(Stored items)
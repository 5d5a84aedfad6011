//! Literal parsing for static variables.

use std::str::FromStr;

use peel_model::Period;
use rust_decimal::Decimal;
use time::format_description::well_known::Rfc3339;
use time::format_description::{self, BorrowedFormatItem};
use time::macros::format_description;
use time::{Date, Duration, OffsetDateTime, PrimitiveDateTime, Time};

const ISO_DATE: &[BorrowedFormatItem<'static>] = format_description!("[year]-[month]-[day]");
const ISO_TIME: &[BorrowedFormatItem<'static>] =
    format_description!("[hour]:[minute]:[second][optional [.[subsecond]]]");

pub(super) type LiteralResult<T> = Result<T, String>;

fn description(format: &str) -> LiteralResult<Vec<BorrowedFormatItem<'_>>> {
    format_description::parse(format).map_err(|e| format!("invalid format '{}': {}", format, e))
}

pub(super) fn date(raw: &str, format: Option<&str>) -> LiteralResult<Date> {
    match format {
        Some(f) => Date::parse(raw, &description(f)?[..]),
        None => Date::parse(raw, ISO_DATE),
    }
    .map_err(|e| e.to_string())
}

pub(super) fn time_of_day(raw: &str, format: Option<&str>) -> LiteralResult<Time> {
    match format {
        Some(f) => Time::parse(raw, &description(f)?[..]),
        None => Time::parse(raw, ISO_TIME),
    }
    .map_err(|e| e.to_string())
}

/// RFC 3339 by default. A custom format without an offset is read as UTC.
pub(super) fn date_time(raw: &str, format: Option<&str>) -> LiteralResult<OffsetDateTime> {
    let Some(f) = format else {
        return OffsetDateTime::parse(raw, &Rfc3339).map_err(|e| e.to_string());
    };
    let items = description(f)?;
    match OffsetDateTime::parse(raw, &items[..]) {
        Ok(dt) => Ok(dt),
        Err(offset_err) => PrimitiveDateTime::parse(raw, &items[..])
            .map(PrimitiveDateTime::assume_utc)
            .map_err(|_| offset_err.to_string()),
    }
}

pub(super) fn int(raw: &str) -> LiteralResult<i32> {
    raw.parse().map_err(|e| format!("not a 32-bit integer: {}", e))
}

pub(super) fn long(raw: &str) -> LiteralResult<i64> {
    raw.parse().map_err(|e| format!("not a 64-bit integer: {}", e))
}

pub(super) fn number(raw: &str) -> LiteralResult<f64> {
    let n: f64 = raw.parse().map_err(|e| format!("not a number: {}", e))?;
    if !n.is_finite() {
        return Err("number must be finite".to_string());
    }
    Ok(n)
}

pub(super) fn float(raw: &str) -> LiteralResult<f32> {
    let n: f32 = raw.parse().map_err(|e| format!("not a number: {}", e))?;
    if !n.is_finite() {
        return Err("number must be finite".to_string());
    }
    Ok(n)
}

pub(super) fn big_decimal(raw: &str) -> LiteralResult<Decimal> {
    if raw.contains(['e', 'E']) {
        return Decimal::from_scientific(raw).map_err(|e| e.to_string());
    }
    Decimal::from_str(raw).map_err(|e| e.to_string())
}

pub(super) fn boolean(raw: &str) -> LiteralResult<bool> {
    match raw {
        "true" => Ok(true),
        "false" => Ok(false),
        _ => Err("expected 'true' or 'false'".to_string()),
    }
}

pub(super) fn object(raw: &str) -> LiteralResult<serde_json::Map<String, serde_json::Value>> {
    match serde_json::from_str(raw).map_err(|e| format!("invalid JSON: {}", e))? {
        serde_json::Value::Object(map) => Ok(map),
        _ => Err("expected a JSON object".to_string()),
    }
}

pub(super) fn array(raw: &str) -> LiteralResult<Vec<serde_json::Value>> {
    match serde_json::from_str(raw).map_err(|e| format!("invalid JSON: {}", e))? {
        serde_json::Value::Array(items) => Ok(items),
        _ => Err("expected a JSON array".to_string()),
    }
}

// ──────────────────────────────────────────────
// ISO-8601 periods and durations
// ──────────────────────────────────────────────

/// Split `1Y-2M3.5S` into `[("1", 'Y'), ("-2", 'M'), ("3.5", 'S')]`.
fn components(body: &str) -> LiteralResult<Vec<(&str, char)>> {
    let mut out = Vec::new();
    let mut start = 0;
    for (i, c) in body.char_indices() {
        if c.is_ascii_digit() || c == '.' || ((c == '-' || c == '+') && i == start) {
            continue;
        }
        let number = &body[start..i];
        if number.is_empty() || number == "-" || number == "+" {
            return Err(format!("missing number before '{}'", c));
        }
        out.push((number, c.to_ascii_uppercase()));
        start = i + c.len_utf8();
    }
    if start != body.len() {
        return Err(format!("missing unit after '{}'", &body[start..]));
    }
    Ok(out)
}

fn split_sign(raw: &str) -> (bool, &str) {
    match raw.strip_prefix('-') {
        Some(rest) => (true, rest),
        None => (false, raw.strip_prefix('+').unwrap_or(raw)),
    }
}

fn strip_designator(raw: &str) -> LiteralResult<&str> {
    raw.strip_prefix(['P', 'p'])
        .ok_or_else(|| "must start with 'P'".to_string())
}

fn whole(number: &str, unit: char) -> LiteralResult<i64> {
    number
        .parse::<i64>()
        .map_err(|_| format!("invalid amount '{}' for unit '{}'", number, unit))
}

/// `PnYnMnWnD`; weeks fold into days.
pub(super) fn period(raw: &str) -> LiteralResult<Period> {
    let (negative, rest) = split_sign(raw);
    let body = strip_designator(rest)?;
    let parts = components(body)?;
    if parts.is_empty() {
        return Err("period has no components".to_string());
    }

    let order = ['Y', 'M', 'W', 'D'];
    let mut last = None;
    let (mut years, mut months, mut days) = (0i64, 0i64, 0i64);
    for (number, unit) in parts {
        let idx = order
            .iter()
            .position(|u| *u == unit)
            .ok_or_else(|| format!("unknown period unit '{}'", unit))?;
        if last.is_some_and(|l| idx <= l) {
            return Err(format!("period unit '{}' is out of order", unit));
        }
        last = Some(idx);
        let n = whole(number, unit)?;
        match unit {
            'Y' => years = n,
            'M' => months = n,
            'W' => {
                days = n
                    .checked_mul(7)
                    .and_then(|w| days.checked_add(w))
                    .ok_or("period overflow")?
            }
            _ => days = days.checked_add(n).ok_or("period overflow")?,
        }
    }

    let sign = if negative { -1 } else { 1 };
    let narrow = |n: i64| {
        n.checked_mul(sign)
            .and_then(|v| i32::try_from(v).ok())
            .ok_or_else(|| "period overflow".to_string())
    };
    Ok(Period {
        years: narrow(years)?,
        months: narrow(months)?,
        days: narrow(days)?,
    })
}

fn seconds(number: &str) -> LiteralResult<Duration> {
    let (negative, digits) = split_sign(number);
    let (int_part, frac_part) = digits.split_once('.').unwrap_or((digits, ""));
    if int_part.is_empty() && frac_part.is_empty() {
        return Err(format!("invalid amount '{}' for unit 'S'", number));
    }
    if frac_part.len() > 9 || !frac_part.chars().all(|c| c.is_ascii_digit()) {
        return Err(format!("invalid fraction in '{}'", number));
    }
    let secs: i64 = if int_part.is_empty() {
        0
    } else {
        whole(int_part, 'S')?
    };
    let nanos: i32 = if frac_part.is_empty() {
        0
    } else {
        format!("{:0<9}", frac_part)
            .parse()
            .map_err(|_| format!("invalid fraction in '{}'", number))?
    };
    let d = Duration::new(secs, nanos);
    if negative {
        d.checked_neg().ok_or_else(|| "duration overflow".to_string())
    } else {
        Ok(d)
    }
}

/// A whole amount of `unit` scaled to seconds.
fn scaled(number: &str, unit: char, factor: i64) -> LiteralResult<Duration> {
    whole(number, unit)?
        .checked_mul(factor)
        .map(Duration::seconds)
        .ok_or_else(|| "duration overflow".to_string())
}

/// `PnDTnHnMnS`; seconds may carry up to nine fractional digits.
pub(super) fn duration(raw: &str) -> LiteralResult<Duration> {
    let (negative, rest) = split_sign(raw);
    let body = strip_designator(rest)?;
    let (date_part, time_part) = match body.find(['T', 't']) {
        Some(i) => {
            let time_part = &body[i + 1..];
            if time_part.is_empty() {
                return Err("'T' must be followed by a time component".to_string());
            }
            (&body[..i], Some(time_part))
        }
        None => (body, None),
    };

    let mut total = Duration::ZERO;
    let mut any = false;

    for (number, unit) in components(date_part)? {
        if unit != 'D' {
            return Err(format!("unit '{}' must follow 'T'", unit));
        }
        total = Duration::checked_add(total, scaled(number, unit, 86_400)?)
            .ok_or("duration overflow")?;
        any = true;
    }

    if let Some(time_part) = time_part {
        let order = ['H', 'M', 'S'];
        let mut last = None;
        for (number, unit) in components(time_part)? {
            let idx = order
                .iter()
                .position(|u| *u == unit)
                .ok_or_else(|| format!("unknown duration unit '{}'", unit))?;
            if last.is_some_and(|l| idx <= l) {
                return Err(format!("duration unit '{}' is out of order", unit));
            }
            last = Some(idx);
            let part = match unit {
                'H' => scaled(number, unit, 3_600)?,
                'M' => scaled(number, unit, 60)?,
                _ => seconds(number)?,
            };
            total = Duration::checked_add(total, part).ok_or("duration overflow")?;
            any = true;
        }
    }

    if !any {
        return Err("duration has no components".to_string());
    }
    if negative {
        total.checked_neg().ok_or_else(|| "duration overflow".to_string())
    } else {
        Ok(total)
    }
}

#[cfg(test)]
mod tests {
    use super::*;
    use time::macros::{date, datetime, time};

    #[test]
    fn default_temporal_formats() {
        assert_eq!(date("2024-02-29", None).unwrap(), date!(2024 - 02 - 29));
        assert_eq!(time_of_day("13:05:09", None).unwrap(), time!(13:05:09));
        assert_eq!(
            time_of_day("13:05:09.25", None).unwrap(),
            time!(13:05:09.25)
        );
        assert_eq!(
            date_time("2024-01-02T03:04:05+02:00", None).unwrap(),
            datetime!(2024-01-02 03:04:05 +02:00)
        );
        assert!(date("2023-02-29", None).is_err());
    }

    #[test]
    fn custom_temporal_formats() {
        assert_eq!(
            date("29.02.2024", Some("[day].[month].[year]")).unwrap(),
            date!(2024 - 02 - 29)
        );
        assert_eq!(
            date_time("2024/01/02 03:04", Some("[year]/[month]/[day] [hour]:[minute]")).unwrap(),
            datetime!(2024-01-02 03:04 UTC)
        );
        let err = date("2024-01-02", Some("[bogus]")).unwrap_err();
        assert!(err.starts_with("invalid format"), "{}", err);
    }

    #[test]
    fn strict_numbers() {
        assert_eq!(int("-12").unwrap(), -12);
        assert!(int("1.0").is_err());
        assert!(int("2147483648").is_err());
        assert_eq!(long("2147483648").unwrap(), 2_147_483_648);
        assert_eq!(number("1.5").unwrap(), 1.5);
        assert!(number("NaN").is_err());
        assert!(float("inf").is_err());
        assert_eq!(big_decimal("10.50").unwrap().to_string(), "10.50");
        assert_eq!(big_decimal("1e3").unwrap(), Decimal::from(1000));
        assert!(boolean("TRUE").is_err());
    }

    #[test]
    fn integer_bounds() {
        assert_eq!(int("-2147483648").unwrap(), i32::MIN);
        assert!(int("-2147483649").is_err());
        assert_eq!(long("9223372036854775807").unwrap(), i64::MAX);
        assert!(long("9223372036854775808").is_err());
        assert!(long("-9223372036854775809").is_err());
    }

    #[test]
    fn json_literals_check_their_shape() {
        assert_eq!(object(r#"{"a":1}"#).unwrap().len(), 1);
        assert!(object("[1]").is_err());
        assert_eq!(array("[1,2]").unwrap().len(), 2);
        assert!(array("{}").is_err());
        assert!(array("[1,").is_err());
    }

    #[test]
    fn periods() {
        let p = period("P1Y2M3D").unwrap();
        assert_eq!((p.years, p.months, p.days), (1, 2, 3));
        let p = period("P2W1D").unwrap();
        assert_eq!((p.years, p.months, p.days), (0, 0, 15));
        let p = period("-P1Y-2D").unwrap();
        assert_eq!((p.years, p.months, p.days), (-1, 0, 2));
        assert!(period("P").is_err());
        assert!(period("1Y").is_err());
        assert!(period("P1D1Y").is_err());
        assert!(period("P1H").is_err());
    }

    #[test]
    fn period_overflow_is_an_error() {
        assert_eq!(period("P9999999999Y").unwrap_err(), "period overflow");
        assert_eq!(period("P2000000000000000000W").unwrap_err(), "period overflow");
        assert_eq!(period("P1W9223372036854775807D").unwrap_err(), "period overflow");
        assert_eq!(period("-P-9223372036854775808Y").unwrap_err(), "period overflow");
        assert_eq!(period("P306783378W").unwrap().days, 2_147_483_646);
    }

    #[test]
    fn durations() {
        assert_eq!(duration("PT15M").unwrap(), Duration::minutes(15));
        assert_eq!(
            duration("P1DT2H").unwrap(),
            Duration::days(1) + Duration::hours(2)
        );
        assert_eq!(duration("PT1.5S").unwrap(), Duration::milliseconds(1500));
        assert_eq!(duration("-PT10S").unwrap(), Duration::seconds(-10));
        assert_eq!(duration("PT-0.5S").unwrap(), Duration::milliseconds(-500));
        assert!(duration("PT").is_err());
        assert!(duration("P1H").is_err());
        assert!(duration("PT1S2M").is_err());
        assert!(duration("PT1.0000000001S").is_err());
    }

    #[test]
    fn duration_overflow_is_an_error() {
        for raw in [
            "P999999999999999D",
            "PT9223372036854775807H",
            "PT9223372036854775807M",
            "P1DT9223372036854775807S",
            "P106751991167300DT86400S",
        ] {
            assert_eq!(duration(raw).unwrap_err(), "duration overflow", "{}", raw);
        }
        assert_eq!(
            duration("-PT9223372036854775807S").unwrap(),
            Duration::seconds(-i64::MAX)
        );
    }
}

#### [AIM OF THE EXERCISE]
Look through the entries, and return every line that the word "months" appears in.

#### [TASK RESPONSE]
    let (mut years, mut months, mut days) = (0i64, 0i64, 0i64);
            'M' => months = n,
        months: narrow(months)?,
        assert_eq!((p.years, p.months, p.days), (1, 2, 3));
        assert_eq!((p.years, p.months, p.days), (0, 0, 15));
        assert_eq!((p.years, p.months, p.days), (-1, 0, 2));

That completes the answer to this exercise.